# DATA SHOWN
□ □ □ □ □
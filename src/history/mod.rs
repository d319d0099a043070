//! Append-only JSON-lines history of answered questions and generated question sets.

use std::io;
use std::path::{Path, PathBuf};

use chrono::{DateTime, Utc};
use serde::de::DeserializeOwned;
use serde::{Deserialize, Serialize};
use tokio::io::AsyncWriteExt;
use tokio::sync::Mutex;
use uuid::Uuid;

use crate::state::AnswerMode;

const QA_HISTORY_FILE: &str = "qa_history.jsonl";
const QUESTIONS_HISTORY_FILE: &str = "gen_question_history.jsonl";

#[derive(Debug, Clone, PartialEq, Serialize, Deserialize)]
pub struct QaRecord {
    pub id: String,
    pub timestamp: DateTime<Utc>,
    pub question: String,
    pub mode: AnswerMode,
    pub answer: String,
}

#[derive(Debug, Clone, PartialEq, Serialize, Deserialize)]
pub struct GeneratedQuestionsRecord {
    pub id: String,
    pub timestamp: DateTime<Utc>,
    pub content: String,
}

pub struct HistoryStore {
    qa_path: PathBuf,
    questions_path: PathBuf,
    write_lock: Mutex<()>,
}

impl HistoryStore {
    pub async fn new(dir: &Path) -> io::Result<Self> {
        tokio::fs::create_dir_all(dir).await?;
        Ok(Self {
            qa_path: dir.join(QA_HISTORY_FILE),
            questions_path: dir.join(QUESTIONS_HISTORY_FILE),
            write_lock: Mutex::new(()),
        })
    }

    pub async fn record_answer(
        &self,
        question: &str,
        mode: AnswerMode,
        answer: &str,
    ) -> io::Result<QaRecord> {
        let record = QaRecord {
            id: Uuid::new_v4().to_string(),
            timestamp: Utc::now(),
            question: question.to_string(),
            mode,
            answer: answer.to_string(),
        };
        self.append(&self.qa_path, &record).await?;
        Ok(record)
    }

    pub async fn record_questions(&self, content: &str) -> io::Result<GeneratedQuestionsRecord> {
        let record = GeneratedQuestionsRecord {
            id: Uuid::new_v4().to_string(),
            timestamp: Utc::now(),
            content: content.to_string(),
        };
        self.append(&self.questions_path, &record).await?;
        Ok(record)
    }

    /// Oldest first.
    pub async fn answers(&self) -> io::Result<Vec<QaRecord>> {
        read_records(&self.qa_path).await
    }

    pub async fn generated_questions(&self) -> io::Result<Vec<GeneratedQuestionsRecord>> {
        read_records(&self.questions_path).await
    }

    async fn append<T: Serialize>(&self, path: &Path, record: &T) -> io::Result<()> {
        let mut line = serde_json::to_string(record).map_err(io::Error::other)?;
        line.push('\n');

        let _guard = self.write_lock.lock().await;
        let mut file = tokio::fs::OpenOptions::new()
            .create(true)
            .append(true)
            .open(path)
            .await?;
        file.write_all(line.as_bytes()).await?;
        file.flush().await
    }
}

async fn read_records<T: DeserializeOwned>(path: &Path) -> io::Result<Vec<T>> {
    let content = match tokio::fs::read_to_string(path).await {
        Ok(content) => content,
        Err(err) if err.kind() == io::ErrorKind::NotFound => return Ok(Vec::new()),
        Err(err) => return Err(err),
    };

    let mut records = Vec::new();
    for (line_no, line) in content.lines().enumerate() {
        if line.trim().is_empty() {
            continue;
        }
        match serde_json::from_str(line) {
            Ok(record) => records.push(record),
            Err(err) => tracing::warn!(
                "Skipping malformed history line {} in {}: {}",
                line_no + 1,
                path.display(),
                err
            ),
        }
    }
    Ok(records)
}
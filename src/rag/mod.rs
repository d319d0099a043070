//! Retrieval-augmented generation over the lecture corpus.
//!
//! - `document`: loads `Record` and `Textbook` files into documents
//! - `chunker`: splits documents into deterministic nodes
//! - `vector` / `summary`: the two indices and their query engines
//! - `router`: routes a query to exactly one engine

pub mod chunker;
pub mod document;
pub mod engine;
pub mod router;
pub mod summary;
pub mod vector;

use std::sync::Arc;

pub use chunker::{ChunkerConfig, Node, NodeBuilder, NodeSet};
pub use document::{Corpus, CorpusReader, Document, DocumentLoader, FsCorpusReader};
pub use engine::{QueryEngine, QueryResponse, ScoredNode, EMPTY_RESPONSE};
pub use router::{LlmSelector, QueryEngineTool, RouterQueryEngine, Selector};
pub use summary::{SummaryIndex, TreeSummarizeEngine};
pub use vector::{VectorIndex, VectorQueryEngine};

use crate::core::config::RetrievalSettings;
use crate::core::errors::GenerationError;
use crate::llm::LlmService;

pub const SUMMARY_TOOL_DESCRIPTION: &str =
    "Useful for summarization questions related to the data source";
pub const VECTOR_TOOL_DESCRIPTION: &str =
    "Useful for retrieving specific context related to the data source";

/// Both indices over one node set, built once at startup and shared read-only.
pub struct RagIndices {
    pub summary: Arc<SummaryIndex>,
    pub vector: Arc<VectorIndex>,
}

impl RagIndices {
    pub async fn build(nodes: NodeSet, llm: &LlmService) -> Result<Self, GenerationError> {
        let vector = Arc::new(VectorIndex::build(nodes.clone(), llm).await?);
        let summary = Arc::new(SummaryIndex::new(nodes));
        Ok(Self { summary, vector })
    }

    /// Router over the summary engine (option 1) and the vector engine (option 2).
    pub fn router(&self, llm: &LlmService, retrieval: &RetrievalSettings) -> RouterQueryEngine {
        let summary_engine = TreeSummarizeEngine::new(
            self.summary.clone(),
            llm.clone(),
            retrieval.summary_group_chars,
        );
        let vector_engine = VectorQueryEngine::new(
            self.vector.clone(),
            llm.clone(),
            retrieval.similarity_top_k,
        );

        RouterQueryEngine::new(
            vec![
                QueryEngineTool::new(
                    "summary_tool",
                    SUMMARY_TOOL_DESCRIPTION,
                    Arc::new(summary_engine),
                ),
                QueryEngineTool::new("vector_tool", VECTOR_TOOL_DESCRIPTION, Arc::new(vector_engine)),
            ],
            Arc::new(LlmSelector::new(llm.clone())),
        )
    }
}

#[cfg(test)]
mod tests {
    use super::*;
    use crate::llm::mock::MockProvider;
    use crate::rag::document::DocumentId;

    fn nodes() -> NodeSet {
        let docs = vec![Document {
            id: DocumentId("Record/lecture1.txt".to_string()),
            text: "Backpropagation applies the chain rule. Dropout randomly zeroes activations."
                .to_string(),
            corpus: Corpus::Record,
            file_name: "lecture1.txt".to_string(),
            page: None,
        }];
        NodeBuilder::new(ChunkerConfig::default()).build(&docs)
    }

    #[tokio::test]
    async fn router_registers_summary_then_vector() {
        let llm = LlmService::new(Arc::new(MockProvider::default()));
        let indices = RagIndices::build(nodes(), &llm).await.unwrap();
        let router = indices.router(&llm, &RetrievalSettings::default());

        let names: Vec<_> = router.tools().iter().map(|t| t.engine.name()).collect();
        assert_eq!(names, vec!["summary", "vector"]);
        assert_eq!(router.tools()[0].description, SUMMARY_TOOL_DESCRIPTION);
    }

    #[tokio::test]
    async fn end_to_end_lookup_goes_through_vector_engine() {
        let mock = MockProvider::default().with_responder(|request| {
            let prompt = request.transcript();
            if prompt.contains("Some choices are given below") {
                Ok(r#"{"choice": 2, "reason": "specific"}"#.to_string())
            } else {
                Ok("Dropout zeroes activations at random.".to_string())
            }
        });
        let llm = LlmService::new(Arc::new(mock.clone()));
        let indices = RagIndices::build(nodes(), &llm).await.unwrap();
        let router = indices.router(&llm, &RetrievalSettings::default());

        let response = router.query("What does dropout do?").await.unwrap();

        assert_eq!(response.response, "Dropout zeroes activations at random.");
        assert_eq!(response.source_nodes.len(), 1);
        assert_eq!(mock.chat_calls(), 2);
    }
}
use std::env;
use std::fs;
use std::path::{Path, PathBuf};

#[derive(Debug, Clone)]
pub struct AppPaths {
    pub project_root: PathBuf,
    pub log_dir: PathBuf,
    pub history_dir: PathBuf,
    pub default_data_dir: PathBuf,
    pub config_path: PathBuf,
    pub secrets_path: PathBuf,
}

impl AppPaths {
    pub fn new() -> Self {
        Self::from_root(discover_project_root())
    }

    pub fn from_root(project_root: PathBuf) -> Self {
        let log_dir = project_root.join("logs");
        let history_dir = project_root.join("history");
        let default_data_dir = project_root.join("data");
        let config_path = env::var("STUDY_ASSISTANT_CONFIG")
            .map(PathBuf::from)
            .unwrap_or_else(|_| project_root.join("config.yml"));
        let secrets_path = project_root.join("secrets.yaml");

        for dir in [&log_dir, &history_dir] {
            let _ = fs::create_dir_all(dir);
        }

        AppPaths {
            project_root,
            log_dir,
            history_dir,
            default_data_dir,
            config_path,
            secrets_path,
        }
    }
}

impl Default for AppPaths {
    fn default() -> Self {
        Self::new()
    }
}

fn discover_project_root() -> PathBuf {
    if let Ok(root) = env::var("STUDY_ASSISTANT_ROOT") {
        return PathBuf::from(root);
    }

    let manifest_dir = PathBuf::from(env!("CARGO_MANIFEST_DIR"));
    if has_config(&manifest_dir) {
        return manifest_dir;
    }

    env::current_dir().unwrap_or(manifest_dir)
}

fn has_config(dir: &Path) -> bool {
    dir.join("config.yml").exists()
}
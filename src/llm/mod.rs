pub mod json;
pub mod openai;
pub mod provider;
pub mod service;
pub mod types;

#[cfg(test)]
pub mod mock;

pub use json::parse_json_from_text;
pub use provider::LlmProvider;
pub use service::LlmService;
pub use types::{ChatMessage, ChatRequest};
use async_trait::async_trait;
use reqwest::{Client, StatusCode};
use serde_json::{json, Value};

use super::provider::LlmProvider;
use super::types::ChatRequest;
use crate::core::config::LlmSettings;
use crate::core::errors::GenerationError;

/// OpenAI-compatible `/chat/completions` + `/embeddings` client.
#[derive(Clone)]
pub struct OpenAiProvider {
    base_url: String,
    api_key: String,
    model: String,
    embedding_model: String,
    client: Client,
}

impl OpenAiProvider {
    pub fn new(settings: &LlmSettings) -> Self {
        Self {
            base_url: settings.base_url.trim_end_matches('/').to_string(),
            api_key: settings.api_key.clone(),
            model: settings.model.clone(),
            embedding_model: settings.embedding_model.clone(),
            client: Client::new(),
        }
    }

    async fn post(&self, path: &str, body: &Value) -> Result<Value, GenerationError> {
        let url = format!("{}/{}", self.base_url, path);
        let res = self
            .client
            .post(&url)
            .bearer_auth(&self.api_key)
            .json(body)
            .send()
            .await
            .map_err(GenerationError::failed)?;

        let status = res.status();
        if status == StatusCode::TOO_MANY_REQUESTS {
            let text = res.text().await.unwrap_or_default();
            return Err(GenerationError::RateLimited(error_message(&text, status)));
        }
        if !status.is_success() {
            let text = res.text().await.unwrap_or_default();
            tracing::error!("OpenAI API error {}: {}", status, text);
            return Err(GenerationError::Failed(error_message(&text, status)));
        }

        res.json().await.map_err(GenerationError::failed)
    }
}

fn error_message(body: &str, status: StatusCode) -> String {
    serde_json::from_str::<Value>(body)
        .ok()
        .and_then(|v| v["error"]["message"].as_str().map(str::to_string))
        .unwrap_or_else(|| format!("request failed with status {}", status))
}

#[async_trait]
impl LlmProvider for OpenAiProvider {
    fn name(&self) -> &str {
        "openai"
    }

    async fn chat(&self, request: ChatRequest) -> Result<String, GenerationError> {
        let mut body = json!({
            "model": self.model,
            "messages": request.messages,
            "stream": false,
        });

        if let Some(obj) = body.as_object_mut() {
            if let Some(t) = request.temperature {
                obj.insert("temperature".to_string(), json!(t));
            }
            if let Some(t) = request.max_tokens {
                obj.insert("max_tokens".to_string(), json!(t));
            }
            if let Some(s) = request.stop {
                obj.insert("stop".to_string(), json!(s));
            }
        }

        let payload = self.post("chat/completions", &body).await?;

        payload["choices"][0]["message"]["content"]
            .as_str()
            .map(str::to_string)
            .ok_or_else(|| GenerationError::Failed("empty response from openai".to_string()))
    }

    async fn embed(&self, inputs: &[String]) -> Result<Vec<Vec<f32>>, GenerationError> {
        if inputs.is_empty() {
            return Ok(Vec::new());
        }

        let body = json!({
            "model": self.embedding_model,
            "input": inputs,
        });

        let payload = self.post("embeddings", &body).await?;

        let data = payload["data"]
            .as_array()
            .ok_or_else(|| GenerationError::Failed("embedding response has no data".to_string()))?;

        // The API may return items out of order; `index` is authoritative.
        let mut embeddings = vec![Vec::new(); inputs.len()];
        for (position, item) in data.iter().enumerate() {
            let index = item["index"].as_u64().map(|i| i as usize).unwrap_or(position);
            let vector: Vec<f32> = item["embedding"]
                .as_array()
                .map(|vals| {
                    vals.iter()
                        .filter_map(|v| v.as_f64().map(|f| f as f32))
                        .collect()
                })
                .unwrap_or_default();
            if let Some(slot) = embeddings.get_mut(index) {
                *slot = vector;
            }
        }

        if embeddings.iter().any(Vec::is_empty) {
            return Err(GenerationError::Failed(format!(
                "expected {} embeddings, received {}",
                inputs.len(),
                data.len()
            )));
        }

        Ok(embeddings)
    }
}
□ □ □ □ □
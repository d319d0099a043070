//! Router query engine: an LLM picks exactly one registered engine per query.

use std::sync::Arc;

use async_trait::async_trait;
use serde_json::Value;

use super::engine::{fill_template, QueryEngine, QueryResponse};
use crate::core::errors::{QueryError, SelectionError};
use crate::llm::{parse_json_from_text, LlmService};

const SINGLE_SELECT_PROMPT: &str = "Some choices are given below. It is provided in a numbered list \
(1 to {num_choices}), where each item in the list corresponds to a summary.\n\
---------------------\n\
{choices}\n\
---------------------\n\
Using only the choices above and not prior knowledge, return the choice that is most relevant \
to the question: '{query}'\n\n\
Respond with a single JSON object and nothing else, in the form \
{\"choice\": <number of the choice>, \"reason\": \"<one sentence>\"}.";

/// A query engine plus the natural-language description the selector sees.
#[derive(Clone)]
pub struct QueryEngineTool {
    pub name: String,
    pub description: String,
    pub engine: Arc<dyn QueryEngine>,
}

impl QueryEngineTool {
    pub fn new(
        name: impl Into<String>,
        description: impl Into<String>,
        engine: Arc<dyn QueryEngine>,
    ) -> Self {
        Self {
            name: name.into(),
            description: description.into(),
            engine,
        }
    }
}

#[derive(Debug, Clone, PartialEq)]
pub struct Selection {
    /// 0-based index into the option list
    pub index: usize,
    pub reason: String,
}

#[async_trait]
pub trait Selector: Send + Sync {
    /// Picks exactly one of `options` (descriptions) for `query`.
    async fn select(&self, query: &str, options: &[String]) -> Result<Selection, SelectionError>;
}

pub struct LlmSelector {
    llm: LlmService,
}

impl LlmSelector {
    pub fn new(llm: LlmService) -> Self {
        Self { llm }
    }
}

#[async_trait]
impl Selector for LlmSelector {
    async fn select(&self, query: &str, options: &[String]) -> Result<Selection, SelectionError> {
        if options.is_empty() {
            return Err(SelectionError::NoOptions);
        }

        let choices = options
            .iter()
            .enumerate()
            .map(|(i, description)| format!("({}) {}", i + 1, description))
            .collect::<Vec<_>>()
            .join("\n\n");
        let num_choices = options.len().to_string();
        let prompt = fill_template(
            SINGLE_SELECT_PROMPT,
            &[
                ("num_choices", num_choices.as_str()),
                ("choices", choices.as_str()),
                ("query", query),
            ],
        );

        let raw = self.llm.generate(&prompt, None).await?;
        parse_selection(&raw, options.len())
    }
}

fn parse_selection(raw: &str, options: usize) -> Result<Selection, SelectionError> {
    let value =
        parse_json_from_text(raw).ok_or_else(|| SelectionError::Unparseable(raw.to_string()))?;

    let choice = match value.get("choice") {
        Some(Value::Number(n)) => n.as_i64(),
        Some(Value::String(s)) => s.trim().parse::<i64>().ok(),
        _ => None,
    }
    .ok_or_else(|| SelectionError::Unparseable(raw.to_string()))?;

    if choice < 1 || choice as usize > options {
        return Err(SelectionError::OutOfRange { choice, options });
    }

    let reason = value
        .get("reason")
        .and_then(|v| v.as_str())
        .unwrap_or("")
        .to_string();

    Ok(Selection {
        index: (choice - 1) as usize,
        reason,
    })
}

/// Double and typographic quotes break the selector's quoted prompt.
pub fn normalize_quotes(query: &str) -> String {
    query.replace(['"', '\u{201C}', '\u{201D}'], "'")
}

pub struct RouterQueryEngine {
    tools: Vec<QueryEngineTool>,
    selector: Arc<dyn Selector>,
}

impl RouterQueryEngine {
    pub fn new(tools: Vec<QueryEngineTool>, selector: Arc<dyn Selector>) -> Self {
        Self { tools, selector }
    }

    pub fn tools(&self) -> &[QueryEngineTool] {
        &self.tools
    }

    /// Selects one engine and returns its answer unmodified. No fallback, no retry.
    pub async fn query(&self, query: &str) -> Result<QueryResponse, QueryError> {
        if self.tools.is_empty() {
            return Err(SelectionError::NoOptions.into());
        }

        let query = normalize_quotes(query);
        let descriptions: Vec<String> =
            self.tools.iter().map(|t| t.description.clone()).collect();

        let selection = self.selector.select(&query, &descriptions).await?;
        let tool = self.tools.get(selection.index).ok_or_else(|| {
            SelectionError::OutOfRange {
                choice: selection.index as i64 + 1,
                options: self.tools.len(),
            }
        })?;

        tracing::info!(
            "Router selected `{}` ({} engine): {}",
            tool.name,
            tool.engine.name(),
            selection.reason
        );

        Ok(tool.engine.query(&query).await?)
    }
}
□ □ □ □ □
# PROBLEM REQUIREMENTS
In the entries above, find lines with "OutOfRange" and copy each.

# SOLUTION TO THIS TASK
        return Err(SelectionError::OutOfRange { choice, options });
            SelectionError::OutOfRange {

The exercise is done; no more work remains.